Out of the entries that follow, copy each line containing "stream".

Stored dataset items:
= = = = =
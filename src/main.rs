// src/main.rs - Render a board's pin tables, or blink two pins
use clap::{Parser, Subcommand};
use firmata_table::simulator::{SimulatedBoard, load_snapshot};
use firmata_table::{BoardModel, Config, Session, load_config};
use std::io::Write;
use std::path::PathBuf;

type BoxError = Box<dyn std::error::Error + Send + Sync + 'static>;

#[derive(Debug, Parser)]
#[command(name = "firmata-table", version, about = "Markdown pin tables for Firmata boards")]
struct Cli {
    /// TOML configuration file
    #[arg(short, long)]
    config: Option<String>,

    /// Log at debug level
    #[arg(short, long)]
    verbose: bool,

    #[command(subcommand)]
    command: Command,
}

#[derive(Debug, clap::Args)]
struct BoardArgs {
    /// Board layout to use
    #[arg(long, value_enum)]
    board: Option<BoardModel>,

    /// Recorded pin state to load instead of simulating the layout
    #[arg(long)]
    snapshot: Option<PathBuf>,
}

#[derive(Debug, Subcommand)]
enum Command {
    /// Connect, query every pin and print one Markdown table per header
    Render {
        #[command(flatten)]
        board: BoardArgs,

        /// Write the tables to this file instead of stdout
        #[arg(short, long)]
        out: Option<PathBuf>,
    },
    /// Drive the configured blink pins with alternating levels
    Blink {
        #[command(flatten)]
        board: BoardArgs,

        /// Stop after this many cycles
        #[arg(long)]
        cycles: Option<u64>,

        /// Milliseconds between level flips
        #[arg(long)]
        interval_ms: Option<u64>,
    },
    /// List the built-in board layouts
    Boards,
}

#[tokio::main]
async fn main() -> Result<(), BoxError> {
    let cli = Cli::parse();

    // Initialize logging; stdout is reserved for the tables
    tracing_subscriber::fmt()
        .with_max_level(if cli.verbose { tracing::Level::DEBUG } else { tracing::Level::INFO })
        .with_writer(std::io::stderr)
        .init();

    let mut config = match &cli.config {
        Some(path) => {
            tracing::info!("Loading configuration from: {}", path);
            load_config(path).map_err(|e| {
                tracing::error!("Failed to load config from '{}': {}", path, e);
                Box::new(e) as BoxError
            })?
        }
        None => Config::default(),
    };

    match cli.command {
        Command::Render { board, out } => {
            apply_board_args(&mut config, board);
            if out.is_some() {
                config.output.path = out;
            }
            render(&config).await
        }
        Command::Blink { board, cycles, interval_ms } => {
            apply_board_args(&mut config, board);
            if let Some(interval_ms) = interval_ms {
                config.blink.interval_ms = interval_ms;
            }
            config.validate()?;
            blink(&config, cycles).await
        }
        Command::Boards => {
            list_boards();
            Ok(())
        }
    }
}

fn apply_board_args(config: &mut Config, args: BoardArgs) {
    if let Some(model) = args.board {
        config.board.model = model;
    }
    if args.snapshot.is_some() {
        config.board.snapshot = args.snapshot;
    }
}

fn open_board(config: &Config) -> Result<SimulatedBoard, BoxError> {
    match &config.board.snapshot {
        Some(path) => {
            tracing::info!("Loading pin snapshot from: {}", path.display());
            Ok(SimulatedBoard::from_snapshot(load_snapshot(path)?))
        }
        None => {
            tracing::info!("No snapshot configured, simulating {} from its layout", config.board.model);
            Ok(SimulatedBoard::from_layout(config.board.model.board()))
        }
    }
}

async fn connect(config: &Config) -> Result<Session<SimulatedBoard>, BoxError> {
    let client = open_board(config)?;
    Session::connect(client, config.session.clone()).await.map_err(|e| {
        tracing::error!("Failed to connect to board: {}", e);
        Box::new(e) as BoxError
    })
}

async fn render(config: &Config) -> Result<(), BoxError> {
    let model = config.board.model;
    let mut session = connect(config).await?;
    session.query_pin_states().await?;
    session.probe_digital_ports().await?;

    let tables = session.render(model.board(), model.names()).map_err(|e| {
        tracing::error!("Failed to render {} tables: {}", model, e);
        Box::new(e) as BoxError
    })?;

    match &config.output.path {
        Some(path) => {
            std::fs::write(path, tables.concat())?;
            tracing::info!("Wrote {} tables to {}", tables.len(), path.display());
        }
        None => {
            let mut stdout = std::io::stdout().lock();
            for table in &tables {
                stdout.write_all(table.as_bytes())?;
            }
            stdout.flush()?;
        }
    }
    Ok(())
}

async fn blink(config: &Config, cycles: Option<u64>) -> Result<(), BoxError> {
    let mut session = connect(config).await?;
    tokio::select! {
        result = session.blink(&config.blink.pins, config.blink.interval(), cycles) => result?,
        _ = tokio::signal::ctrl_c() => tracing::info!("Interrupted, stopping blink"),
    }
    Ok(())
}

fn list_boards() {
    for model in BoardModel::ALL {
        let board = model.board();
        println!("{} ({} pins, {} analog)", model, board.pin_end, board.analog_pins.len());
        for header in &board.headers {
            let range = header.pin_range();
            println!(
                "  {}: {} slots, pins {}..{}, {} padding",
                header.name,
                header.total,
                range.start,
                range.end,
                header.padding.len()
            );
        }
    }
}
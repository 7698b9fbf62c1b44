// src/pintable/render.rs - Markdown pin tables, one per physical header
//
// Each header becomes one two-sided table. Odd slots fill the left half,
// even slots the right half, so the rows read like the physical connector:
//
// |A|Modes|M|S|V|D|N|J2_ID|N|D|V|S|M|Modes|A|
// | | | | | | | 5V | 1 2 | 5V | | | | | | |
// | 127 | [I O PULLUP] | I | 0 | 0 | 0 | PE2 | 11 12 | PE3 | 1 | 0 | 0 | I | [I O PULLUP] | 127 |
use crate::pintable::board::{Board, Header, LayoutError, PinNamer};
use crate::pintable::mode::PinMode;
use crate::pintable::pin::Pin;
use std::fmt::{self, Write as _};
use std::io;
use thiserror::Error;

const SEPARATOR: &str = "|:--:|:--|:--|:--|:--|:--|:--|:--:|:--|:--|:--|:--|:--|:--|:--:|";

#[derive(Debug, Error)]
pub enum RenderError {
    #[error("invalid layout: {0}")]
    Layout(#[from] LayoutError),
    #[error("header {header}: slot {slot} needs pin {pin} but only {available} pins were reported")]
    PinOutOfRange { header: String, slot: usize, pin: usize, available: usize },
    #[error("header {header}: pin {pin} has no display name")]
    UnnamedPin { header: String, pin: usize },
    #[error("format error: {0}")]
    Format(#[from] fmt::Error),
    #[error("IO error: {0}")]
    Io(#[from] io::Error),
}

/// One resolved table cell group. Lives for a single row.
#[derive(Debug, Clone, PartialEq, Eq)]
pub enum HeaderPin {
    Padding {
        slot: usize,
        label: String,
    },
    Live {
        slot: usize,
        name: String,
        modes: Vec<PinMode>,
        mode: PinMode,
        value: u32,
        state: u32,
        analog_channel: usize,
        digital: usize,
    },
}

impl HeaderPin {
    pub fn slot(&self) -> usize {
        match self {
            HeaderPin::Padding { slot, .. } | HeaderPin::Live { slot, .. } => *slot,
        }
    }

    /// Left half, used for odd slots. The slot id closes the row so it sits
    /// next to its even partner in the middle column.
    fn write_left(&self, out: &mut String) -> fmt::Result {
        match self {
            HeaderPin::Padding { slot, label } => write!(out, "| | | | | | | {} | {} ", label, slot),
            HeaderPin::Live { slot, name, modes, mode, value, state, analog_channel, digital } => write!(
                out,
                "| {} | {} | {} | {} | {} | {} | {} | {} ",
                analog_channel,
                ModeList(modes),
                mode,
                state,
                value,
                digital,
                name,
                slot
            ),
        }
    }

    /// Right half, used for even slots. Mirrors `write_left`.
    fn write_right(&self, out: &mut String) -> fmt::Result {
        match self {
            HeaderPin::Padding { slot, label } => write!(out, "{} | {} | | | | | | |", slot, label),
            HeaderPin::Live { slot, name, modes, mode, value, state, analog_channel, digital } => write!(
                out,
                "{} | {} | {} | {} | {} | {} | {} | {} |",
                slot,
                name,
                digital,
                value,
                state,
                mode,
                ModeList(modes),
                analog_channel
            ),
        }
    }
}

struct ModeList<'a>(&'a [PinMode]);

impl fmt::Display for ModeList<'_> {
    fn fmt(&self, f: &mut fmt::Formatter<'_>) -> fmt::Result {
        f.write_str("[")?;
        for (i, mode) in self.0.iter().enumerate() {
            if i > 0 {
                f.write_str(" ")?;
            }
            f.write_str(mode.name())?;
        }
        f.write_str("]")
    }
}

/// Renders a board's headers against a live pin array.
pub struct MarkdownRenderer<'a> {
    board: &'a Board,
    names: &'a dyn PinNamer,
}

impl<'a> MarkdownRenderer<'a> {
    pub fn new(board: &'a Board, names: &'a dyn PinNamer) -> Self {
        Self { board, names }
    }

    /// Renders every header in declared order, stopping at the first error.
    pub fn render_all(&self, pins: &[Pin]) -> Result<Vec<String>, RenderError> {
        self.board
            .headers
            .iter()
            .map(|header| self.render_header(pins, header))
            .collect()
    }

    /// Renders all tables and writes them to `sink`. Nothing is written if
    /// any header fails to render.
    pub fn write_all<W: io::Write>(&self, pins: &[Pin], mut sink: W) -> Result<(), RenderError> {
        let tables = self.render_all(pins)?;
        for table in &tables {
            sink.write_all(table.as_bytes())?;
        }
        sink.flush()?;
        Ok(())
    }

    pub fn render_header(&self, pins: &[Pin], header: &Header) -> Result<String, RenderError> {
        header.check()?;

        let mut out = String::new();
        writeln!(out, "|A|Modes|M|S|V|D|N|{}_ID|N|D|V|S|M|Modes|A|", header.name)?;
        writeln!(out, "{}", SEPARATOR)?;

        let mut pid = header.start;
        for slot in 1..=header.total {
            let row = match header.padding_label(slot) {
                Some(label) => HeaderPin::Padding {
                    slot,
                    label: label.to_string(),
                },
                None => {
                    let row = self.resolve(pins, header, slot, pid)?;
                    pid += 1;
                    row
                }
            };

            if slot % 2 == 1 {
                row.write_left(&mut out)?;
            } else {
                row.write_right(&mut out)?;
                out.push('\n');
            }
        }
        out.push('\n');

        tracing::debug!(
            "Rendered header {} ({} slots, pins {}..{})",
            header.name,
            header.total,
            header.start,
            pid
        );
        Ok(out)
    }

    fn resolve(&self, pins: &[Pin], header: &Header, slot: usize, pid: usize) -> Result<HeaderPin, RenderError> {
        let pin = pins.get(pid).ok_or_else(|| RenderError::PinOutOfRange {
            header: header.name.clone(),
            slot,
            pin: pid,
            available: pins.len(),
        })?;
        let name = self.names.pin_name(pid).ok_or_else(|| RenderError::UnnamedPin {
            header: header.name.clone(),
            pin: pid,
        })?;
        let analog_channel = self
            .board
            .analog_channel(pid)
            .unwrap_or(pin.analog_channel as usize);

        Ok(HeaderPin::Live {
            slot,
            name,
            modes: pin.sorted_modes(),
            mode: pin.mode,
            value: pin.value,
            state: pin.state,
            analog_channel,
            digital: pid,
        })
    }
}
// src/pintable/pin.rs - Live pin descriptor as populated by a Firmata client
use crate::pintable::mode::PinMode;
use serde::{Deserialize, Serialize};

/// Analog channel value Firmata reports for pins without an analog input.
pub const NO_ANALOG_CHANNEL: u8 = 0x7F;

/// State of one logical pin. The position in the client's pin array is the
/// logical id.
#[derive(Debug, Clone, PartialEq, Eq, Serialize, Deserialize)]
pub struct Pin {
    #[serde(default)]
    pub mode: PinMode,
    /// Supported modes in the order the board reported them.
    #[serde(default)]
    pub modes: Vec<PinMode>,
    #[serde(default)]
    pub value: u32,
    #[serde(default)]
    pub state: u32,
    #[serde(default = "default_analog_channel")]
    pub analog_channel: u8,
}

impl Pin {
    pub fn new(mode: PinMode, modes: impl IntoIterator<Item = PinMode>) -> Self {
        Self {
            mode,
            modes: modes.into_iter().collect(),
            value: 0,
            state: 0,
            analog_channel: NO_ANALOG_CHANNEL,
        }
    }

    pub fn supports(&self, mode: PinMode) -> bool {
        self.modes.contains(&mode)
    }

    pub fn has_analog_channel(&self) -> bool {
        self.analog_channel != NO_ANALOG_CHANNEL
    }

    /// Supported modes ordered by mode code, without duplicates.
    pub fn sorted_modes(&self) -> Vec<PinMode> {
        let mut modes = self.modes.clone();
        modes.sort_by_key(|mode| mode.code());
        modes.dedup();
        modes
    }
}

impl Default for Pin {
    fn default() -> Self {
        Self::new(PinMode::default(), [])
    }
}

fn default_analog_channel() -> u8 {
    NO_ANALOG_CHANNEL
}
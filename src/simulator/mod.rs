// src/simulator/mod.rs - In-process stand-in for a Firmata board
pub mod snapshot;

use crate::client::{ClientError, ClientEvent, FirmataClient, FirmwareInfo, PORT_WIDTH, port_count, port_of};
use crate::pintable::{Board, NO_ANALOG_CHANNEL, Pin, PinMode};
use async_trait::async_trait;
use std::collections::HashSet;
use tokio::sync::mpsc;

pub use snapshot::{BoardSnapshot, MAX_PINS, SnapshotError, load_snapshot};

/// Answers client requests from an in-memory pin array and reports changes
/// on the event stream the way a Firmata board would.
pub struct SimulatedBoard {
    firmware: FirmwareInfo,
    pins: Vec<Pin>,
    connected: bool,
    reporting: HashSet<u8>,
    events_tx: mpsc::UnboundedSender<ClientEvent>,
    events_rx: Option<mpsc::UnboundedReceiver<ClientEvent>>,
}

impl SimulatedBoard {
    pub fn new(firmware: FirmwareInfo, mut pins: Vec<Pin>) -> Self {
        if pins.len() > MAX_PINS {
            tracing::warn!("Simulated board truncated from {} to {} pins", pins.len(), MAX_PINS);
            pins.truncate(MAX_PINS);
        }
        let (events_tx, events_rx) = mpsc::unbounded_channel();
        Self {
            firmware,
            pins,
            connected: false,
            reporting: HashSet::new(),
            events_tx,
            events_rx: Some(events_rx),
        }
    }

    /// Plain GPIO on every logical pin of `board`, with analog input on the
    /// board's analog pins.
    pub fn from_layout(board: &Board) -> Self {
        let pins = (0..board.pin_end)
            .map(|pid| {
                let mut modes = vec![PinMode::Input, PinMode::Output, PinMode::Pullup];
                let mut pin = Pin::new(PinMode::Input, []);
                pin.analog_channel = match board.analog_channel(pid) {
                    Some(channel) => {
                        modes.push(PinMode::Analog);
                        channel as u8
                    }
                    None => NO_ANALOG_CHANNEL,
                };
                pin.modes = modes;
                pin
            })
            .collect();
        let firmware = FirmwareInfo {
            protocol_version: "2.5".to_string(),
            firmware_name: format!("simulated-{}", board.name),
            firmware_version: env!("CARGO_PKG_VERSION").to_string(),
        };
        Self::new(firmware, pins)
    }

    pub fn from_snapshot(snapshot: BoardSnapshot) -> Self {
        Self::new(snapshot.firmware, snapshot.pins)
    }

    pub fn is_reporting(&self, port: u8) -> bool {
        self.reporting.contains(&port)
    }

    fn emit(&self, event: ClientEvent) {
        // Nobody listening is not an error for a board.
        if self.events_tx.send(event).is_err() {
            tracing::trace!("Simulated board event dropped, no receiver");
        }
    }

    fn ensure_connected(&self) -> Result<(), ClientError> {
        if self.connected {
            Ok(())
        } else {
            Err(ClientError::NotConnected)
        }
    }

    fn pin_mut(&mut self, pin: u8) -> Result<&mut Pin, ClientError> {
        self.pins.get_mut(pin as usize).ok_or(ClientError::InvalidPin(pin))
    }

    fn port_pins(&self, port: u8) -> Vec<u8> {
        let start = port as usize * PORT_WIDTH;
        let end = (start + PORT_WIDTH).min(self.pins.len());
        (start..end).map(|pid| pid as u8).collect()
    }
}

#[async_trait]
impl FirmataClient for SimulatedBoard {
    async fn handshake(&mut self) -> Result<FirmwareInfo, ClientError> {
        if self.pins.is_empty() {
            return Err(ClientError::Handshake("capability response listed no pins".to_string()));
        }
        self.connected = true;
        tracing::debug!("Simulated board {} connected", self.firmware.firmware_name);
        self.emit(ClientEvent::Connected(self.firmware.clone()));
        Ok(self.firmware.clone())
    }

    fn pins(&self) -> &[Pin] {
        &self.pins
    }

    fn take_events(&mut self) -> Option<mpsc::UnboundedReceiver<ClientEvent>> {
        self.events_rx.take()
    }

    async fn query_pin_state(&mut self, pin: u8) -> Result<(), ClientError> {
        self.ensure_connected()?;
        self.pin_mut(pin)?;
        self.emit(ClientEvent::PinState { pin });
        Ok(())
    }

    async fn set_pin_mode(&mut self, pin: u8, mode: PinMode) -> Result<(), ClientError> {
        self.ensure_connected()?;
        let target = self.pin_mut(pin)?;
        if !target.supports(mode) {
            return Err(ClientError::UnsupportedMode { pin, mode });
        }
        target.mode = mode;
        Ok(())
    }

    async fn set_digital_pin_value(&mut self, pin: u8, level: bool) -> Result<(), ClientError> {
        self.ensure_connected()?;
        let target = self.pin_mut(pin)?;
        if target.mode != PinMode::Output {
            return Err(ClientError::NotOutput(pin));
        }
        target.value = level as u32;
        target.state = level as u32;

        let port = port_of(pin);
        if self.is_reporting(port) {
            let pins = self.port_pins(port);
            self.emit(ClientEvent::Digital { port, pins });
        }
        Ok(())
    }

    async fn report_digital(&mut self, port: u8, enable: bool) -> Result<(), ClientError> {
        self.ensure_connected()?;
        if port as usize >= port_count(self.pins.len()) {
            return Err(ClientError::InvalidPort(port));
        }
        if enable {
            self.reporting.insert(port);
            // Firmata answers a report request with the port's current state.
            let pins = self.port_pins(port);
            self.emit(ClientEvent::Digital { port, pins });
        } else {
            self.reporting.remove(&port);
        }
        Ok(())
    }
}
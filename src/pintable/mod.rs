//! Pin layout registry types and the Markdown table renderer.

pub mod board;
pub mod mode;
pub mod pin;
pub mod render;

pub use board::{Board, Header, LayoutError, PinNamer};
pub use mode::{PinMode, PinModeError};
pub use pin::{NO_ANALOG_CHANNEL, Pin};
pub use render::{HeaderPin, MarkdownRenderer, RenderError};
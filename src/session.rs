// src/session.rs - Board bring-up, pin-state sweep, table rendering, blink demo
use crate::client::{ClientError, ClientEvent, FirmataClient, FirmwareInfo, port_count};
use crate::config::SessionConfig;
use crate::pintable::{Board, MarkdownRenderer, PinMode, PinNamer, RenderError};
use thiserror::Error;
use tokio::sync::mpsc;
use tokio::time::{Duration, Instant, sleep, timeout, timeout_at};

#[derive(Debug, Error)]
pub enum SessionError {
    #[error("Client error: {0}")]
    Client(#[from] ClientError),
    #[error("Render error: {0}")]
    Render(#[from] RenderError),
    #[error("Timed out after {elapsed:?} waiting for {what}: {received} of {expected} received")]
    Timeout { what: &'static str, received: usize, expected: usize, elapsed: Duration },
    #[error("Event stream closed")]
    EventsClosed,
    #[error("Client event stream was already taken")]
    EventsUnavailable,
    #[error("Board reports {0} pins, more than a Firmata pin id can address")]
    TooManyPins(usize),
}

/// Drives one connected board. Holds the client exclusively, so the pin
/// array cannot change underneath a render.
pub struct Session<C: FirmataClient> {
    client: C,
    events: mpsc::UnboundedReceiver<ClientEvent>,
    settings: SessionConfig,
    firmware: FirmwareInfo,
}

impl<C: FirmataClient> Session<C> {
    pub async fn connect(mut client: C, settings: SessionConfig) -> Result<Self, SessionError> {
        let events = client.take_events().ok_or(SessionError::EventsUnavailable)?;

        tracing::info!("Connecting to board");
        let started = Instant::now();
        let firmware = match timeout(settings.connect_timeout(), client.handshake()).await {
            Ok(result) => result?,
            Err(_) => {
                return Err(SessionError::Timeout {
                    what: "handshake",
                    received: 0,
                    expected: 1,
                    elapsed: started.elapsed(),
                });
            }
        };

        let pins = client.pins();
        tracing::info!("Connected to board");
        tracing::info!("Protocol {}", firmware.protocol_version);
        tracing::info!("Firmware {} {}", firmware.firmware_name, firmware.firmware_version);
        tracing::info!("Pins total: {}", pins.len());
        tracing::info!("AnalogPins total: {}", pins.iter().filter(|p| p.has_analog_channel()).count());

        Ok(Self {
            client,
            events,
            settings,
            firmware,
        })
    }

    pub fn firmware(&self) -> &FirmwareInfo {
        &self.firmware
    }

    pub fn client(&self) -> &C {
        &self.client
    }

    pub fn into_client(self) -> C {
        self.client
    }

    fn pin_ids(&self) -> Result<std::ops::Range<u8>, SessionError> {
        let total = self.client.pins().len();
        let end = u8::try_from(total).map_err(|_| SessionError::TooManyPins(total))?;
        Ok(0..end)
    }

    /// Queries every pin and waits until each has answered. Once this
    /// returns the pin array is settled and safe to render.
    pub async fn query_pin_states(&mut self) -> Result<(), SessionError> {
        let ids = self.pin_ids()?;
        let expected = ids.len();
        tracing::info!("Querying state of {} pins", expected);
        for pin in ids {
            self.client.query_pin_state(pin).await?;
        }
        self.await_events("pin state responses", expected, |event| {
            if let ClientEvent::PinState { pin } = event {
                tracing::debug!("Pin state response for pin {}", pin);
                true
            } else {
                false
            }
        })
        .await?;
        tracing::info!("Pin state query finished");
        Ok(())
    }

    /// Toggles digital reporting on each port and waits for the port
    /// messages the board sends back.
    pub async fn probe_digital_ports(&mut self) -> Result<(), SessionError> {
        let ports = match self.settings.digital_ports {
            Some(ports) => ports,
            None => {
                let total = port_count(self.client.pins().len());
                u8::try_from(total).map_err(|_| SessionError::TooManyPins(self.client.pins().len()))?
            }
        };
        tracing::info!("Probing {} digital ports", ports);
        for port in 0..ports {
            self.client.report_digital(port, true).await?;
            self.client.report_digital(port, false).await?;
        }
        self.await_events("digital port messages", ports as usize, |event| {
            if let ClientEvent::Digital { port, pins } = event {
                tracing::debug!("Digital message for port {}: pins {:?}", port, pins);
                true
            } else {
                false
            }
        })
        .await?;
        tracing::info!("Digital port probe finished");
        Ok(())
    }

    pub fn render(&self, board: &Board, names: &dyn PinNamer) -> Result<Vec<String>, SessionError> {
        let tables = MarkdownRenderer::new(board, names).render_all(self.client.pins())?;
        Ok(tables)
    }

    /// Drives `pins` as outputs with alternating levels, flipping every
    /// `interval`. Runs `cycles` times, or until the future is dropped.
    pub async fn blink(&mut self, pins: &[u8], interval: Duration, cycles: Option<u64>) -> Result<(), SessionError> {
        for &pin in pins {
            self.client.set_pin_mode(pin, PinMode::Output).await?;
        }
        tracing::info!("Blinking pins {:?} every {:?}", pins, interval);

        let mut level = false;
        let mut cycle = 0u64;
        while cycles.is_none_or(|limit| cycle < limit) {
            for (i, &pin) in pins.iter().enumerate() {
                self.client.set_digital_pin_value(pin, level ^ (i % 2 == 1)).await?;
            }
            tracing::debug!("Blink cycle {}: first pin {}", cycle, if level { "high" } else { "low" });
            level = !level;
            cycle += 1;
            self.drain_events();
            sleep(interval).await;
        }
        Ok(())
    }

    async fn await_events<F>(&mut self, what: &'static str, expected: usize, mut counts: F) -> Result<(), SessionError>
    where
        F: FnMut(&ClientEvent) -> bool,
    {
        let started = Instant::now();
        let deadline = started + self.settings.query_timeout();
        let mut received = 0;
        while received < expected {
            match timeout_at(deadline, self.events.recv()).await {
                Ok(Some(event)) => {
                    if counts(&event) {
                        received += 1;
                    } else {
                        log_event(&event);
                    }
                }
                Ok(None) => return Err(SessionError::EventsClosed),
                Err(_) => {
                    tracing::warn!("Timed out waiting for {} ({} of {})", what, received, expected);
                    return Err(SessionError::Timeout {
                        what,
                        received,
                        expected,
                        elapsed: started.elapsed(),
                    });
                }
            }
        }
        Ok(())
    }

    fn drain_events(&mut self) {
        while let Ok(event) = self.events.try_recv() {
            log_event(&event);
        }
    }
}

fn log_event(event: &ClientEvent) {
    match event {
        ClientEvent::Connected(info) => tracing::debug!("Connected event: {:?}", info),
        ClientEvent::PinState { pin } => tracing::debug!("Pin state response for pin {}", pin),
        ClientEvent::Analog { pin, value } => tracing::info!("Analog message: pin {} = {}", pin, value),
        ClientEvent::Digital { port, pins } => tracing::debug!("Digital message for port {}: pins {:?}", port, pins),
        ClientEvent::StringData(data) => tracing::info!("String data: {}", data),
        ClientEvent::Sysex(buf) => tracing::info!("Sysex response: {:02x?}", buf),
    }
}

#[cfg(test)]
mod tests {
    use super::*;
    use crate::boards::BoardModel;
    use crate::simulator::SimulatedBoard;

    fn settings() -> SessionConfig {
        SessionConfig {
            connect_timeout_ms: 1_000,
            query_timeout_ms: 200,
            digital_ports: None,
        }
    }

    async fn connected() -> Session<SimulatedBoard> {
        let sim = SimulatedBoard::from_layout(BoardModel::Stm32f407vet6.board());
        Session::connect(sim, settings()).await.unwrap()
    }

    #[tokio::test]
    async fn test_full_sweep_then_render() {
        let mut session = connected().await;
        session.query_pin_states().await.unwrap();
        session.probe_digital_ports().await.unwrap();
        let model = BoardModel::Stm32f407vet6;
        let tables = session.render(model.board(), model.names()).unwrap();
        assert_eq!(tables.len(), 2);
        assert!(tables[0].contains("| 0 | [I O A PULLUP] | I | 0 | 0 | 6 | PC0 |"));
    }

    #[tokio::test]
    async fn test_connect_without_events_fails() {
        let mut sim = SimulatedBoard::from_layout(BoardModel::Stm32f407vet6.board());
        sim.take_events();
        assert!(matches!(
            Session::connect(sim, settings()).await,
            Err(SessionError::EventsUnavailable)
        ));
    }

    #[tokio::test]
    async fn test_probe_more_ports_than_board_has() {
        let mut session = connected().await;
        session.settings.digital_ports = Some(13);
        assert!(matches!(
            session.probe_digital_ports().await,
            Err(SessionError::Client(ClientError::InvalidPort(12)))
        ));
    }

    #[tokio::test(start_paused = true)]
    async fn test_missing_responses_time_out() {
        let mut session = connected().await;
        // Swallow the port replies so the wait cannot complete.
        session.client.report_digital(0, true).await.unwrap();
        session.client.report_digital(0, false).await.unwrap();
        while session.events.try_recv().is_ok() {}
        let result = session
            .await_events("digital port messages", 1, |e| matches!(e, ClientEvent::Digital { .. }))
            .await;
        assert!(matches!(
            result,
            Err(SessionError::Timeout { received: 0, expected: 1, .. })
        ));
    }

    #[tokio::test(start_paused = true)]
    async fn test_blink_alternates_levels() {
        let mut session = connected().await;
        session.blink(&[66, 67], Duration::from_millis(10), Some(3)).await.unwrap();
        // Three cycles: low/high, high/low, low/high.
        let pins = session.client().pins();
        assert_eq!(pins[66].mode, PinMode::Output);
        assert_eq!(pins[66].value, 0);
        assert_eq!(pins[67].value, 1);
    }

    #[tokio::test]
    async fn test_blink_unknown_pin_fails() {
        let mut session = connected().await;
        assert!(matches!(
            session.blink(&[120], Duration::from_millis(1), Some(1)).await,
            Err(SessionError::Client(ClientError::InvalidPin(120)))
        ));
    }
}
= = = = =
Solved exercise -
/// on the event stream the way a Firmata board would.
    #[error("Event stream closed")]
    #[error("Client event stream was already taken")]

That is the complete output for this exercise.